The Registrar-General’s Department (RGD) will, from the end of this month, start a process to permanently remove some 50,000 firms from its database.
Those firms had been registered since 2011 but failed to file their annual returns, in compliance with the Companies Act 2019 (Act 992).
The initial step is to freeze the inactive firms for 12 years, after which their records will be deleted from the system as part of efforts to make the register more credible.
The Registrar-General, Mrs Jemima Oware, who made this known at a sensitisation seminar by the Association of Ghana Industries (AGI) in Accra last Monday, further explained that the exercise had become necessary because the department’s database was bloated with names of dormant and non-compliant firms.
The seminar, held in collaboration with the Registrar-General’s Department, was to update members of the AGI on the new Companies Act (Act 992).
She said the department had, in April 2021, issued the third and final public warning to the affected companies.
Mrs Oware said the companies included those limited by shares and guarantee, including external firms.
Redress
Mrs Oware said companies whose names would be expunged or put in the state of inactiveness would have to go to court to have their businesses restored.
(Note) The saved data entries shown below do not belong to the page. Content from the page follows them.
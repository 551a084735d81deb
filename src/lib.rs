//! Backend-agnostic persistence core.
//!
//! One CRUD contract ([`db::Database`]) is compiled to a document store, two
//! SQL dialects and a hosted REST API. The [`db::Dispatcher`] forwards to the
//! adapter selected at startup; [`vault::CredentialVault`] encrypts provider
//! secrets before they are stored.

pub mod config;
pub mod db;
pub mod error;
pub mod services;
pub mod vault;

pub use config::Config;
pub use db::{Database, Dispatcher};
pub use error::{DatabaseError, ErrorCode, ServiceError, VaultError};
pub use vault::CredentialVault;
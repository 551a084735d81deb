//! Schema definitions that drive type conversion and table creation.

use std::collections::BTreeMap;

use serde::{Deserialize, Serialize};

/// Logical primary key present on every table.
pub const PRIMARY_KEY: &str = "id";

pub const PROVIDERS_TABLE: &str = "providers";
pub const FAVORITES_TABLE: &str = "favorites";
pub const PERSONALITIES_TABLE: &str = "personalities";
pub const CHATS_TABLE: &str = "chats";

/// Logical type of a field.
#[derive(Debug, Clone, Copy, PartialEq, Eq, Hash, Serialize, Deserialize)]
#[serde(rename_all = "lowercase")]
pub enum FieldType {
    String,
    Number,
    Integer,
    Boolean,
    Date,
    Json,
}

#[derive(Debug, Clone, Copy, PartialEq, Eq, Serialize, Deserialize)]
pub struct FieldDef {
    #[serde(rename = "type")]
    pub field_type: FieldType,
    #[serde(default)]
    pub required: bool,
}

/// Table/collection name plus logical field types.
#[derive(Debug, Clone, PartialEq, Eq, Serialize, Deserialize)]
#[serde(rename_all = "camelCase")]
pub struct SchemaDefinition {
    pub table_name: String,
    pub fields: BTreeMap<String, FieldDef>,
}

impl SchemaDefinition {
    /// New schema with the string primary key already declared.
    pub fn new(table_name: impl Into<String>) -> Self {
        let mut fields = BTreeMap::new();
        fields.insert(
            PRIMARY_KEY.to_string(),
            FieldDef {
                field_type: FieldType::String,
                required: true,
            },
        );
        Self {
            table_name: table_name.into(),
            fields,
        }
    }

    pub fn field(mut self, name: impl Into<String>, field_type: FieldType) -> Self {
        self.fields.insert(
            name.into(),
            FieldDef {
                field_type,
                required: false,
            },
        );
        self
    }

    pub fn required(mut self, name: impl Into<String>, field_type: FieldType) -> Self {
        self.fields.insert(
            name.into(),
            FieldDef {
                field_type,
                required: true,
            },
        );
        self
    }

    /// Adds `createdAt` / `updatedAt` date fields.
    pub fn timestamps(self) -> Self {
        self.field("createdAt", FieldType::Date)
            .field("updatedAt", FieldType::Date)
    }

    pub fn field_type(&self, name: &str) -> Option<FieldType> {
        self.fields.get(name).map(|def| def.field_type)
    }

    pub fn has_timestamps(&self) -> bool {
        self.field_type("createdAt") == Some(FieldType::Date)
            && self.field_type("updatedAt") == Some(FieldType::Date)
    }

    /// Non-key fields in deterministic order, for DDL generation.
    pub fn columns(&self) -> impl Iterator<Item = (&str, &FieldDef)> {
        self.fields
            .iter()
            .filter(|(name, _)| name.as_str() != PRIMARY_KEY)
            .map(|(name, def)| (name.as_str(), def))
    }
}

/// Field type lookup that tolerates a missing schema.
pub(crate) fn lookup(schema: Option<&SchemaDefinition>, field: &str) -> Option<FieldType> {
    schema.and_then(|s| s.field_type(field))
}

pub fn providers_schema() -> SchemaDefinition {
    SchemaDefinition::new(PROVIDERS_TABLE)
        .required("userId", FieldType::String)
        .required("providerType", FieldType::String)
        .required("name", FieldType::String)
        .required("apiKey", FieldType::String)
        .field("baseUrl", FieldType::String)
        .field("isActive", FieldType::Boolean)
        .field("status", FieldType::String)
        .field("lastTestedAt", FieldType::Date)
        .field("settings", FieldType::Json)
        .timestamps()
}

pub fn favorites_schema() -> SchemaDefinition {
    SchemaDefinition::new(FAVORITES_TABLE)
        .required("userId", FieldType::String)
        .required("itemType", FieldType::String)
        .required("itemId", FieldType::String)
        .field("label", FieldType::String)
        .field("position", FieldType::Integer)
        .field("metadata", FieldType::Json)
        .timestamps()
}

pub fn personalities_schema() -> SchemaDefinition {
    SchemaDefinition::new(PERSONALITIES_TABLE)
        .required("userId", FieldType::String)
        .required("name", FieldType::String)
        .field("description", FieldType::String)
        .field("systemPrompt", FieldType::String)
        .field("avatar", FieldType::String)
        .field("temperature", FieldType::Number)
        .field("isDefault", FieldType::Boolean)
        .field("settings", FieldType::Json)
        .timestamps()
}

pub fn chats_schema() -> SchemaDefinition {
    SchemaDefinition::new(CHATS_TABLE)
        .required("userId", FieldType::String)
        .field("title", FieldType::String)
        .field("providerId", FieldType::String)
        .field("personalityId", FieldType::String)
        .field("model", FieldType::String)
        .field("isPinned", FieldType::Boolean)
        .field("messageCount", FieldType::Integer)
        .field("lastMessageAt", FieldType::Date)
        .field("metadata", FieldType::Json)
        .timestamps()
}

/// Every table the application expects to exist.
pub fn all_schemas() -> Vec<SchemaDefinition> {
    vec![
        providers_schema(),
        favorites_schema(),
        personalities_schema(),
        chats_schema(),
    ]
}
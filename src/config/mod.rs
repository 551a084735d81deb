//! Configuration resolved from the environment (and `.env` via dotenvy).

pub mod helpers;

use std::fmt;
use std::path::PathBuf;
use std::str::FromStr;

use secrecy::SecretString;
use serde::{Deserialize, Serialize};

use crate::error::ConfigError;
use helpers::{
    EnvSource, ProcessEnv, optional_env_any, parse_bool_env, parse_string_env, parse_usize_env,
    require_env_any,
};

/// Which storage technology backs the deployment.
#[derive(Debug, Clone, Copy, PartialEq, Eq, Hash, Serialize, Deserialize)]
#[serde(rename_all = "lowercase")]
pub enum DatabaseBackend {
    MongoDb,
    Postgres,
    LibSql,
    Rest,
}

impl DatabaseBackend {
    pub fn as_str(self) -> &'static str {
        match self {
            Self::MongoDb => "mongodb",
            Self::Postgres => "postgres",
            Self::LibSql => "libsql",
            Self::Rest => "rest",
        }
    }
}

impl fmt::Display for DatabaseBackend {
    fn fmt(&self, f: &mut fmt::Formatter<'_>) -> fmt::Result {
        f.write_str(self.as_str())
    }
}

impl FromStr for DatabaseBackend {
    type Err = ConfigError;

    fn from_str(value: &str) -> Result<Self, Self::Err> {
        match value.trim().to_ascii_lowercase().as_str() {
            "mongodb" | "mongo" => Ok(Self::MongoDb),
            "postgres" | "postgresql" | "pg" => Ok(Self::Postgres),
            "libsql" | "sqlite" | "turso" => Ok(Self::LibSql),
            "rest" | "supabase" | "postgrest" => Ok(Self::Rest),
            other => Err(ConfigError::InvalidValue {
                key: "DATABASE_BACKEND".to_string(),
                message: format!("unsupported backend '{other}'"),
            }),
        }
    }
}

pub const DEFAULT_POOL_SIZE: usize = 10;
pub const DEFAULT_MONGODB_DATABASE: &str = "polystore";

pub fn default_libsql_path() -> PathBuf {
    PathBuf::from("data").join("polystore.db")
}

/// Database connection settings for the selected backend.
#[derive(Debug, Clone)]
pub struct DatabaseConfig {
    pub backend: DatabaseBackend,
    pub postgres_url: Option<SecretString>,
    pub pool_size: usize,
    pub mongodb_uri: Option<SecretString>,
    pub mongodb_database: String,
    pub libsql_path: PathBuf,
    pub rest_url: Option<String>,
    pub rest_service_key: Option<SecretString>,
}

impl DatabaseConfig {
    pub(crate) fn resolve(env: &dyn EnvSource) -> Result<Self, ConfigError> {
        let backend_raw = require_env_any(
            env,
            &["DATABASE_BACKEND", "DB_TYPE"],
            "one of mongodb, postgres, libsql, rest",
        )?;
        let backend = DatabaseBackend::from_str(&backend_raw)?;

        let mut config = Self {
            backend,
            postgres_url: None,
            pool_size: parse_usize_env(env, "DATABASE_POOL_SIZE", DEFAULT_POOL_SIZE)?,
            mongodb_uri: None,
            mongodb_database: parse_string_env(env, "MONGODB_DATABASE", DEFAULT_MONGODB_DATABASE),
            libsql_path: optional_env_any(env, &["LIBSQL_PATH", "SQLITE_PATH"])
                .map(PathBuf::from)
                .unwrap_or_else(default_libsql_path),
            rest_url: None,
            rest_service_key: None,
        };

        if config.pool_size == 0 {
            return Err(ConfigError::InvalidValue {
                key: "DATABASE_POOL_SIZE".to_string(),
                message: "pool size must be at least 1".to_string(),
            });
        }

        // Only the selected backend's connection settings are mandatory.
        match backend {
            DatabaseBackend::Postgres => {
                let url = require_env_any(env, &["DATABASE_URL"], "postgres connection URL")?;
                config.postgres_url = Some(SecretString::from(url));
            }
            DatabaseBackend::MongoDb => {
                let uri = require_env_any(env, &["MONGODB_URI"], "mongodb connection string")?;
                config.mongodb_uri = Some(SecretString::from(uri));
            }
            DatabaseBackend::Rest => {
                let url = require_env_any(env, &["REST_URL", "SUPABASE_URL"], "hosted REST URL")?;
                url::Url::parse(&url).map_err(|e| ConfigError::InvalidValue {
                    key: "REST_URL".to_string(),
                    message: e.to_string(),
                })?;
                let key = require_env_any(
                    env,
                    &["REST_SERVICE_KEY", "SUPABASE_SERVICE_ROLE_KEY"],
                    "service key for the hosted REST API",
                )?;
                config.rest_url = Some(url.trim_end_matches('/').to_string());
                config.rest_service_key = Some(SecretString::from(key));
            }
            DatabaseBackend::LibSql => {}
        }

        Ok(config)
    }
}

/// Key material for the credential vault.
#[derive(Debug, Clone)]
pub struct VaultConfig {
    pub encryption_key: SecretString,
}

impl VaultConfig {
    /// Resolve only the vault settings, for commands that never touch a database.
    pub fn from_env() -> Result<Self, ConfigError> {
        load_dotenv()?;
        Self::resolve(&ProcessEnv)
    }

    pub(crate) fn resolve(env: &dyn EnvSource) -> Result<Self, ConfigError> {
        let key = require_env_any(env, &["ENCRYPTION_KEY"], "key material for stored secrets")?;
        Ok(Self {
            encryption_key: SecretString::from(key),
        })
    }
}

#[derive(Debug, Clone)]
pub struct LoggingConfig {
    pub filter: String,
    pub json: bool,
}

impl LoggingConfig {
    pub fn from_env() -> Result<Self, ConfigError> {
        load_dotenv()?;
        Self::resolve(&ProcessEnv)
    }

    pub(crate) fn resolve(env: &dyn EnvSource) -> Result<Self, ConfigError> {
        Ok(Self {
            filter: parse_string_env(env, "RUST_LOG", "polystore=info"),
            json: parse_bool_env(env, "POLYSTORE_LOG_JSON", false)?,
        })
    }
}

/// Load `.env` into the process environment. A missing file is not an error.
pub fn load_dotenv() -> Result<(), ConfigError> {
    if let Err(e) = dotenvy::dotenv()
        && !e.not_found()
    {
        return Err(ConfigError::Env(e.to_string()));
    }
    Ok(())
}

/// Complete process configuration.
#[derive(Debug, Clone)]
pub struct Config {
    pub database: DatabaseConfig,
    pub vault: VaultConfig,
    pub logging: LoggingConfig,
}

impl Config {
    /// Load `.env` (if present) and resolve from the process environment.
    pub fn from_env() -> Result<Self, ConfigError> {
        load_dotenv()?;
        Self::resolve(&ProcessEnv)
    }

    pub fn resolve(env: &dyn EnvSource) -> Result<Self, ConfigError> {
        Ok(Self {
            database: DatabaseConfig::resolve(env)?,
            vault: VaultConfig::resolve(env)?,
            logging: LoggingConfig::resolve(env)?,
        })
    }
}
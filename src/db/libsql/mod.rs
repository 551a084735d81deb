//! libSQL/SQLite backend for the Database trait.
//!
//! Column names are stored as given, booleans as `0`/`1` integers, and dates
//! and JSON as text. Each call opens a connection on the shared database
//! handle, so a file-backed database shares state across calls.

use std::path::Path;
use std::sync::Arc;

use async_trait::async_trait;
use libsql::params::Params;
use libsql::{Connection, Database as LibSqlDatabase};

use crate::config::DatabaseBackend;
use crate::db::sql::{Dialect, SqlBuilder, SqlQuery};
use crate::db::transform::{StorageValue, Transformer, format_timestamp};
use crate::db::{
    Database, DeleteResult, FindResult, InsertResult, QueryCondition, QueryOptions, Record,
    SchemaDefinition, UpdateResult, PRIMARY_KEY, by_id, prepare_insert, prepare_update,
    require_scoped,
};
use crate::error::DatabaseError;

fn to_libsql_value(value: StorageValue) -> Result<libsql::Value, DatabaseError> {
    Ok(match value {
        StorageValue::Null => libsql::Value::Null,
        StorageValue::Bool(b) => libsql::Value::Integer(i64::from(b)),
        StorageValue::Integer(i) => libsql::Value::Integer(i),
        StorageValue::Real(f) => libsql::Value::Real(f),
        StorageValue::Text(s) => libsql::Value::Text(s),
        StorageValue::Timestamp(dt) => libsql::Value::Text(format_timestamp(&dt)),
        StorageValue::Json(v) => libsql::Value::Text(serde_json::to_string(&v)?),
    })
}

fn from_libsql_value(value: libsql::Value) -> StorageValue {
    match value {
        libsql::Value::Null => StorageValue::Null,
        libsql::Value::Integer(i) => StorageValue::Integer(i),
        libsql::Value::Real(f) => StorageValue::Real(f),
        libsql::Value::Text(s) => StorageValue::Text(s),
        libsql::Value::Blob(bytes) => StorageValue::Text(String::from_utf8_lossy(&bytes).into_owned()),
    }
}

fn params(query: &SqlQuery) -> Result<Params, DatabaseError> {
    let values = query
        .params
        .iter()
        .cloned()
        .map(to_libsql_value)
        .collect::<Result<Vec<_>, _>>()?;
    Ok(Params::Positional(values))
}

fn row_to_columns(row: &libsql::Row) -> Result<Vec<(String, StorageValue)>, DatabaseError> {
    let mut columns = Vec::with_capacity(row.column_count().max(0) as usize);
    for idx in 0..row.column_count() {
        let name = row
            .column_name(idx)
            .ok_or_else(|| DatabaseError::Serialization(format!("column {idx} has no name")))?
            .to_string();
        columns.push((name, from_libsql_value(row.get_value(idx)?)));
    }
    Ok(columns)
}

/// libSQL/SQLite database backend.
pub struct LibSqlBackend {
    db: Arc<LibSqlDatabase>,
    transformer: Transformer,
}

impl LibSqlBackend {
    /// Open (or create) a local database file.
    pub async fn new_local(path: &Path) -> Result<Self, DatabaseError> {
        if let Some(parent) = path.parent()
            && !parent.as_os_str().is_empty()
        {
            std::fs::create_dir_all(parent).map_err(|e| {
                DatabaseError::backend(
                    DatabaseBackend::LibSql,
                    format!("cannot create {}: {e}", parent.display()),
                )
            })?;
        }

        let db = libsql::Builder::new_local(path).build().await?;
        tracing::info!(path = %path.display(), "Opened libSQL database");
        Ok(Self {
            db: Arc::new(db),
            transformer: Transformer::new(DatabaseBackend::LibSql),
        })
    }

    /// Open a fresh connection on the shared database handle.
    pub async fn connect(&self) -> Result<Connection, DatabaseError> {
        Ok(self.db.connect()?)
    }

    fn builder<'a>(&self, schema: Option<&'a SchemaDefinition>) -> SqlBuilder<'a> {
        SqlBuilder::new(Dialect::Sqlite, schema)
    }

    async fn execute(
        &self,
        conn: &Connection,
        table: &str,
        query: &SqlQuery,
    ) -> Result<u64, DatabaseError> {
        tracing::debug!(backend = "libsql", table, sql = %query.sql, params = query.params.len(), "execute");
        Ok(conn.execute(query.sql.as_str(), params(query)?).await?)
    }

    async fn select(
        &self,
        table: &str,
        query: &SqlQuery,
        schema: Option<&SchemaDefinition>,
    ) -> Result<Vec<Record>, DatabaseError> {
        tracing::debug!(backend = "libsql", table, sql = %query.sql, params = query.params.len(), "query");
        let conn = self.connect().await?;
        let mut rows = conn.query(query.sql.as_str(), params(query)?).await?;
        let mut records = Vec::new();
        while let Some(row) = rows.next().await? {
            records.push(self.transformer.from_storage(row_to_columns(&row)?, schema)?);
        }
        Ok(records)
    }

    async fn id_exists(&self, table: &str, id: &str) -> Result<bool, DatabaseError> {
        let query = self.builder(None).exists_by_id(table, id)?;
        let conn = self.connect().await?;
        let mut rows = conn.query(query.sql.as_str(), params(&query)?).await?;
        Ok(rows.next().await?.is_some())
    }
}

#[async_trait]
impl Database for LibSqlBackend {
    fn backend(&self) -> DatabaseBackend {
        DatabaseBackend::LibSql
    }

    async fn insert(
        &self,
        table: &str,
        record: Record,
        schema: Option<&SchemaDefinition>,
    ) -> Result<InsertResult, DatabaseError> {
        let (id, record) = prepare_insert(record, schema)?;
        let columns = self.transformer.to_storage(&record, schema)?;
        let query = self.builder(schema).insert(table, columns)?;
        let conn = self.connect().await?;
        let inserted = self.execute(&conn, table, &query).await?;
        Ok(InsertResult::inserted(Some(id), inserted))
    }

    async fn insert_many(
        &self,
        table: &str,
        records: Vec<Record>,
        schema: Option<&SchemaDefinition>,
    ) -> Result<InsertResult, DatabaseError> {
        if records.is_empty() {
            return Ok(InsertResult::inserted(None, 0));
        }
        let mut prepared = Vec::with_capacity(records.len());
        for record in records {
            let (id, record) = prepare_insert(record, schema)?;
            let columns = self.transformer.to_storage(&record, schema)?;
            prepared.push((id, self.builder(schema).insert(table, columns)?));
        }

        let conn = self.connect().await?;
        let tx = conn.transaction().await?;
        let mut inserted = 0;
        for (_, query) in &prepared {
            inserted += self.execute(&tx, table, query).await?;
        }
        tx.commit().await?;

        let first_id = prepared.into_iter().next().map(|(id, _)| id);
        Ok(InsertResult::inserted(first_id, inserted))
    }

    async fn find_one(
        &self,
        table: &str,
        options: &QueryOptions,
        schema: Option<&SchemaDefinition>,
    ) -> Result<Option<Record>, DatabaseError> {
        let options = QueryOptions {
            limit: Some(1),
            ..options.clone()
        };
        let query = self.builder(schema).select(table, &options)?;
        Ok(self.select(table, &query, schema).await?.into_iter().next())
    }

    async fn find_many(
        &self,
        table: &str,
        options: &QueryOptions,
        schema: Option<&SchemaDefinition>,
    ) -> Result<FindResult<Record>, DatabaseError> {
        let query = self.builder(schema).select(table, options)?;
        let data = self.select(table, &query, schema).await?;
        let total = self.count(table, options, schema).await?;
        Ok(FindResult { data, total })
    }

    async fn update(
        &self,
        table: &str,
        id: &str,
        partial: Record,
        schema: Option<&SchemaDefinition>,
    ) -> Result<UpdateResult, DatabaseError> {
        let partial = prepare_update(partial, schema)?;
        if !self.id_exists(table, id).await? {
            return Err(DatabaseError::not_found(table, id));
        }
        let set = self.transformer.to_storage(&partial, schema)?;
        let query = self
            .builder(schema)
            .update(table, set, &[QueryCondition::eq(PRIMARY_KEY, id)])?;
        let conn = self.connect().await?;
        let modified = self.execute(&conn, table, &query).await?;
        Ok(UpdateResult::modified(modified))
    }

    async fn update_many(
        &self,
        table: &str,
        partial: Record,
        options: &QueryOptions,
        schema: Option<&SchemaDefinition>,
    ) -> Result<UpdateResult, DatabaseError> {
        require_scoped(options, "update_many")?;
        let partial = prepare_update(partial, schema)?;
        let set = self.transformer.to_storage(&partial, schema)?;
        let query = self
            .builder(schema)
            .update(table, set, &options.conditions)?;
        let conn = self.connect().await?;
        let modified = self.execute(&conn, table, &query).await?;
        Ok(UpdateResult::modified(modified))
    }

    async fn delete(&self, table: &str, id: &str) -> Result<DeleteResult, DatabaseError> {
        let options = by_id(id);
        let query = self.builder(None).delete(table, &options.conditions)?;
        let conn = self.connect().await?;
        let deleted = self.execute(&conn, table, &query).await?;
        Ok(DeleteResult::deleted(deleted))
    }

    async fn delete_many(
        &self,
        table: &str,
        options: &QueryOptions,
        schema: Option<&SchemaDefinition>,
    ) -> Result<DeleteResult, DatabaseError> {
        require_scoped(options, "delete_many")?;
        let query = self.builder(schema).delete(table, &options.conditions)?;
        let conn = self.connect().await?;
        let deleted = self.execute(&conn, table, &query).await?;
        Ok(DeleteResult::deleted(deleted))
    }

    async fn count(
        &self,
        table: &str,
        options: &QueryOptions,
        schema: Option<&SchemaDefinition>,
    ) -> Result<u64, DatabaseError> {
        let query = self.builder(schema).count(table, options)?;
        tracing::debug!(backend = "libsql", table, sql = %query.sql, "count");
        let conn = self.connect().await?;
        let mut rows = conn.query(query.sql.as_str(), params(&query)?).await?;
        let row = rows
            .next()
            .await?
            .ok_or_else(|| DatabaseError::Serialization("COUNT returned no rows".to_string()))?;
        let count: i64 = row.get(0)?;
        Ok(u64::try_from(count).unwrap_or_default())
    }

    async fn ensure_schema(&self, schema: &SchemaDefinition) -> Result<(), DatabaseError> {
        let statements = self.builder(Some(schema)).create_table(schema)?;
        let conn = self.connect().await?;
        for statement in &statements {
            conn.execute(statement.as_str(), ()).await?;
        }
        tracing::info!(backend = "libsql", table = %schema.table_name, "Schema ensured");
        Ok(())
    }
}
“We started the exercise with a sample of about 50,000 companies on the register which failed to file their annual returns in compliance with the law. We gave them three-month notices and now we have gone past seven months, yet they have still not updated us with their records. So, in compliance with the law, we are striking out their names from the register by first putting them in a state of inactiveness.
“In that state, only a court can direct that the names of those companies be restored to the register,” she said.
Mrs Oware, however, said the court process could be avoided if dormant businesses paid the required GH¢50, in addition to a yearly penalty of GH¢450, after which they would file their returns as expected of them.
“When you file an annual return, you are updating the Registrar -General on changes that have taken place in your company, whether you have carried out any business or not. It is just GH¢50.
“We want you to update us on whether directors are the same or not, shareholders are still the same or the office of the company has been moved. That is all that we are demanding, not whether the firm has carried out business or not,” she added.
Significance
Interacting with the media after the meeting, the Chief Executive Officer (CEO) of the AGI, Mr Seth Twum-Akwaboah, said the sensitisation programme was necessary to help members improve on corporate governance practices, as well as align with new provisions of the act to ensure compliance.
“Our local businesses will be better placed to integrate into the global economy if corporate governance standards are upheld,” he said.
Mr Twum-Akwaboah advised members whose companies were incorporated before 2012 but which had still not complied with the re-registration directive to quickly do so before the deadline elapsed.
He said it was gratifying that the RGD had taken steps to enhance online business registration and urged members to explore the registration portal on the Registrar-General’s website.